Metadata-Version: 2.1
Name: usdm
Version: 0.24.0
Summary: A python package for using the CDISC TransCelerate USDM
Author: D Iberson-Hurst
Author-email: 
Classifier: Intended Audience :: Developers
Classifier: Programming Language :: Python
Classifier: Programming Language :: Python :: 3
Classifier: Programming Language :: Python :: 3.10
Classifier: Operating System :: OS Independent
Description-Content-Type: text/markdown
License-File: LICENSE

# CDISC / Transcelerate DDF USDM Package

This package provides an implementation of the Digital Data Flow (DDF) CDISC / TransCelerate Unified Study Definitions Model (USDM). Two main parts are provided:

- Within the `usdm_model` directory are a set of classes reflecting the USDM model as transported using the DDF USDM API 
- Within the `usdm_excel` directory is a class, `USDMExcel`, that can be used to import an entire study definition from an excel file and build the equivalent json as defined by the API

# Warning

This package was, originally, not intended for public use and, consequently, only informal testing has been performed on the package to date. Formal testing has just begun. Use this at your own risk.

# Setup

Setup is via pip

`pip install usdm`

The package requires a single environment variable `CDISC_API_KEY` that should be set to your CDISC library API key. This is used to access CDISC CT and BC definitions in the CDISC library.

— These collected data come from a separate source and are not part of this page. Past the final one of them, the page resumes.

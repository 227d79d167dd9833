use std::sync::Arc;

use crate::config::DatabaseConfig;
use crate::errors::Result;
use crate::models::{
    files::entities::{FileRecord, NewFileRecord},
    users::{entities::User, requests::CreateUserRequest},
};

pub mod sea_orm_storage;

#[async_trait::async_trait]
pub trait Storage: Send + Sync {
    /// 用户管理方法
    // 创建用户，email 重复时返回 Conflict
    async fn create_user(&self, user: CreateUserRequest) -> Result<User>;
    // 通过邮箱获取用户信息
    async fn get_user_by_email(&self, email: &str) -> Result<Option<User>>;

    /// 文件管理方法
    // 创建文件元数据记录
    async fn create_file_record(&self, record: NewFileRecord) -> Result<FileRecord>;
    // 通过存储键获取文件记录
    async fn get_file_record_by_name(&self, filename: &str) -> Result<Option<FileRecord>>;

    /// 关闭底层连接池
    async fn close(&self) -> Result<()>;
}

pub async fn create_storage(config: &DatabaseConfig) -> Result<Arc<dyn Storage>> {
    let storage = sea_orm_storage::SeaOrmStorage::new_async(config).await?;
    Ok(Arc::new(storage))
}
pub mod common;
pub mod files;
pub mod users;

pub use common::{ApiResponse, ErrorCode};

/// 程序启动时间
#[derive(Debug, Clone)]
pub struct AppStartTime {
    pub start_datetime: chrono::DateTime<chrono::Utc>,
}
pub mod entities;
pub mod requests;
pub mod responses;
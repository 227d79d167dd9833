pub mod create;

use actix_web::{HttpRequest, HttpResponse, Result as ActixResult};
use std::sync::Arc;

use crate::models::users::requests::CreateUserRequest;
use crate::storage::Storage;

pub struct UserService {
    storage: Option<Arc<dyn Storage>>,
}

impl UserService {
    pub fn new_lazy() -> Self {
        Self { storage: None }
    }

    pub(crate) fn get_storage(&self, request: &HttpRequest) -> Arc<dyn Storage> {
        if let Some(storage) = &self.storage {
            storage.clone()
        } else {
            request
                .app_data::<actix_web::web::Data<Arc<dyn Storage>>>()
                .expect("Storage not found in app data")
                .get_ref()
                .clone()
        }
    }

    // 创建用户
    pub async fn create_user(
        &self,
        user_data: CreateUserRequest,
        request: &HttpRequest,
    ) -> ActixResult<HttpResponse> {
        create::create_user(self, user_data, request).await
    }
}
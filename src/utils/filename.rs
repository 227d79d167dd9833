//! 客户端文件名清洗与存储键生成

use once_cell::sync::Lazy;
use regex::Regex;

/// 清洗后文件名的最大字节数
pub const MAX_FILENAME_BYTES: usize = 200;

// Windows 保留字符
static RESERVED_RE: Lazy<Regex> =
    Lazy::new(|| Regex::new(r#"[<>:"|?*]"#).expect("Invalid reserved character regex"));

/// 清洗客户端声明的文件名
///
/// 只保留最后一个路径分量，去掉控制字符，替换保留字符并去掉前导点号。
/// 超长时从头部截断，保证扩展名不丢失。结果可能为空串。
pub fn sanitize_filename(raw: &str) -> String {
    let last = raw.rsplit(['/', '\\']).next().unwrap_or_default();
    let filtered: String = last.chars().filter(|c| !c.is_control()).collect();
    let replaced = RESERVED_RE.replace_all(filtered.trim(), "_");
    let name = replaced.trim_start_matches('.').trim();
    truncate_front(name, MAX_FILENAME_BYTES).to_string()
}

// 从头部截断到不超过 max 字节，保持 UTF-8 边界
fn truncate_front(s: &str, max: usize) -> &str {
    if s.len() <= max {
        return s;
    }
    let mut start = s.len() - max;
    while !s.is_char_boundary(start) {
        start += 1;
    }
    &s[start..]
}

/// 生成存储键：`<纳秒时间戳>-<清洗后的文件名>`
pub fn storage_key(sanitized_name: &str) -> String {
    let now = chrono::Utc::now();
    let prefix = now
        .timestamp_nanos_opt()
        .unwrap_or_else(|| now.timestamp_micros());
    format!("{prefix}-{sanitized_name}")
}

/// 小写扩展名（含点号），没有扩展名时返回空串
pub fn extension_of(name: &str) -> String {
    std::path::Path::new(name)
        .extension()
        .and_then(|ext| ext.to_str())
        .map(|ext| format!(".{}", ext.to_lowercase()))
        .unwrap_or_default()
}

See below for a simple example program.

# USDM Model

Not further information as yet.

# Excel Import

## Example Program

The following code imports an Excel file (in the appropriate structure) and processes it. The data are then exported to a file in JSON API format. *Note: The logging is not needed.*

```
import logging
log = logging.basicConfig(level=logging.INFO)

import json
from usdm_excel import USDMExcel

excel = USDMExcel("source_data/simple_1.xlsx")
with open('source_data/simple_1.json', 'w', encoding='utf-8') as f:
  f.write(json.dumps(json.loads(excel.to_json()), indent=2))
```

## Format of Workbook

### General

#### Sheets

The workbook consists of several sheets each with a dedicated purpose. All sheets must be present.

- Study sheet
- Study Identifiers sheet
- Study Design sheet
- one or more Timeline sheets
- Study Design Indications and Interventions sheet
- Study Design Populations sheet
- Study Design Objectives and Endpoints sheet
- Study Design Estimands sheet
- Study Design Procedures sheet
- Study Design Encounters sheet
- Study Design Elements sheet
- Configuration sheet

The content of each sheet is described below. Example workbooks can be found in the [CDISC Reference Architecture repo](https://github.com/cdisc-org/DDF-RA/tree/sprint-11/Deliverables/IG/examples). *Note: the link above points to the sprint 11 branch. This will be merged into the main branch prior to public review.*

#### CDISC Terminology

For those cells where CDISC codes are used the user can enter either the CDISC C Code, for example `C15602`, the CDISC submission value, for example `PHASE III TRIAL`, or the preferred term, for example `Phase III Trial`

#### External Terminology

For those cells where external CT is referenced the user can enter code in the form `<code system>: <code> = <decode>`. For example `SPONSOR: A = decode 1, SPONSOR: B = decode 2`.

### Identifiers and Cross References

Some content defined within the sheets contain unique identifiers such that the content can be cross referenced in other sheets. This is done so as to link content or expand definitions. Identifiers are simple strings that need to be unique within the workbook. There is a single definition and one or more cross references.

### Study Sheet

#### Sheet Name

`study`

#### Sheet Contents

The study sheet consists of two parts, the upper section for those single values and then a section for the potentially repeating protocol version informaion

For the single values, the keyword is in column A while the value is in column B. The order of the fields cannot be changed.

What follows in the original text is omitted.